WORK INSTRUCTIONS = Copy the data exactly from the line that contains "fn lock(&self) ->" through the line that contains "return Ok(false);", keeping both end lines and leaving out everything else.

EXERCISE MATERIAL =
####

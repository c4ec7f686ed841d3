use std::collections::BTreeMap;
use std::sync::{Mutex, MutexGuard};

use async_trait::async_trait;

use shopcart_core::{ProductId, StoreError};

use crate::gateway::{ensure_positive, DecrementOutcome, InventoryGateway, ProductCatalog};
use crate::product::{Product, StockSnapshot};

/// In-memory catalog and stock counters.
///
/// Intended for tests/dev. Every operation takes the same lock, so the conditional
/// decrement is a single check-and-subtract that cannot interleave with another.
#[derive(Debug, Default)]
pub struct InMemoryInventory {
    products: Mutex<BTreeMap<ProductId, Product>>,
}

impl InMemoryInventory {
    pub fn new() -> Self {
        Self::default()
    }

    /// Seed the store (later duplicates replace earlier ones).
    pub fn with_products(products: impl IntoIterator<Item = Product>) -> Self {
        let map = products.into_iter().map(|p| (p.id, p)).collect();
        Self {
            products: Mutex::new(map),
        }
    }

    /// Stock currently on hand, `None` if the product does not exist.
    pub fn stock_of(&self, product_id: ProductId) -> Option<i64> {
        let map = self.products.lock().ok()?;
        map.get(&product_id).map(|p| p.quantity_in_stock)
    }

    fn lock(&self) -> Result<MutexGuard<'_, BTreeMap<ProductId, Product>>, StoreError> {
        self.products
            .lock()
            .map_err(|_| StoreError::LockPoisoned("inventory"))
    }
}

#[async_trait]
impl InventoryGateway for InMemoryInventory {
    async fn snapshot(&self, product_id: ProductId) -> Result<Option<StockSnapshot>, StoreError> {
        let map = self.lock()?;
        Ok(map.get(&product_id).map(Product::snapshot))
    }

    async fn decrement(
        &self,
        product_id: ProductId,
        quantity: i64,
    ) -> Result<DecrementOutcome, StoreError> {
        ensure_positive(quantity)?;

        let mut map = self.lock()?;
        let Some(product) = map.get_mut(&product_id) else {
            return Ok(DecrementOutcome::NotFound);
        };

        if product.quantity_in_stock < quantity {
            return Ok(DecrementOutcome::InsufficientStock {
                available: product.quantity_in_stock,
            });
        }

        product.quantity_in_stock -= quantity;
        Ok(DecrementOutcome::Reserved {
            unit_price: product.price,
            remaining: product.quantity_in_stock,
        })
    }

    async fn increment(&self, product_id: ProductId, quantity: i64) -> Result<(), StoreError> {
        ensure_positive(quantity)?;

        let mut map = self.lock()?;
        let product = map.get_mut(&product_id).ok_or_else(|| {
            StoreError::Corrupt(format!("product {product_id} no longer exists"))
        })?;
        product.quantity_in_stock = product
            .quantity_in_stock
            .checked_add(quantity)
            .ok_or_else(|| {
                StoreError::InvalidArgument(format!(
                    "restoring {quantity} units would overflow stock of product {product_id}"
                ))
            })?;
        Ok(())
    }
}

#[async_trait]
impl ProductCatalog for InMemoryInventory {
    async fn create(&self, product: Product) -> Result<bool, StoreError> {
        let mut map = self.lock()?;
        if map.contains_key(&product.id) {
            return Ok(false);
        }
        map.insert(product.id, product);
        Ok(true)
    }

    async fn get(&self, product_id: ProductId) -> Result<Option<Product>, StoreError> {
        Ok(self.lock()?.get(&product_id).cloned())
    }

    async fn list(&self) -> Result<Vec<Product>, StoreError> {
        Ok(self.lock()?.values().cloned().collect())
    }

    async fn update(&self, product: Product) -> Result<Option<Product>, StoreError> {
        let mut map = self.lock()?;
        match map.get_mut(&product.id) {
            Some(existing) => {
                *existing = product.clone();
                Ok(Some(product))
            }
            None => Ok(None),
        }
    }

    async fn delete(&self, product_id: ProductId) -> Result<bool, StoreError> {
        Ok(self.lock()?.remove(&product_id).is_some())
    }
}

####

REPLY =
    fn lock(&self) -> Result<MutexGuard<'_, BTreeMap<ProductId, Product>>, StoreError> {
        self.products
            .lock()
            .map_err(|_| StoreError::LockPoisoned("inventory"))
    }
}

#[async_trait]
impl InventoryGateway for InMemoryInventory {
    async fn snapshot(&self, product_id: ProductId) -> Result<Option<StockSnapshot>, StoreError> {
        let map = self.lock()?;
        Ok(map.get(&product_id).map(Product::snapshot))
    }

    async fn decrement(
        &self,
        product_id: ProductId,
        quantity: i64,
    ) -> Result<DecrementOutcome, StoreError> {
        ensure_positive(quantity)?;

        let mut map = self.lock()?;
        let Some(product) = map.get_mut(&product_id) else {
            return Ok(DecrementOutcome::NotFound);
        };

        if product.quantity_in_stock < quantity {
            return Ok(DecrementOutcome::InsufficientStock {
                available: product.quantity_in_stock,
            });
        }

        product.quantity_in_stock -= quantity;
        Ok(DecrementOutcome::Reserved {
            unit_price: product.price,
            remaining: product.quantity_in_stock,
        })
    }

    async fn increment(&self, product_id: ProductId, quantity: i64) -> Result<(), StoreError> {
        ensure_positive(quantity)?;

        let mut map = self.lock()?;
        let product = map.get_mut(&product_id).ok_or_else(|| {
            StoreError::Corrupt(format!("product {product_id} no longer exists"))
        })?;
        product.quantity_in_stock = product
            .quantity_in_stock
            .checked_add(quantity)
            .ok_or_else(|| {
                StoreError::InvalidArgument(format!(
                    "restoring {quantity} units would overflow stock of product {product_id}"
                ))
            })?;
        Ok(())
    }
}

#[async_trait]
impl ProductCatalog for InMemoryInventory {
    async fn create(&self, product: Product) -> Result<bool, StoreError> {
        let mut map = self.lock()?;
        if map.contains_key(&product.id) {
            return Ok(false);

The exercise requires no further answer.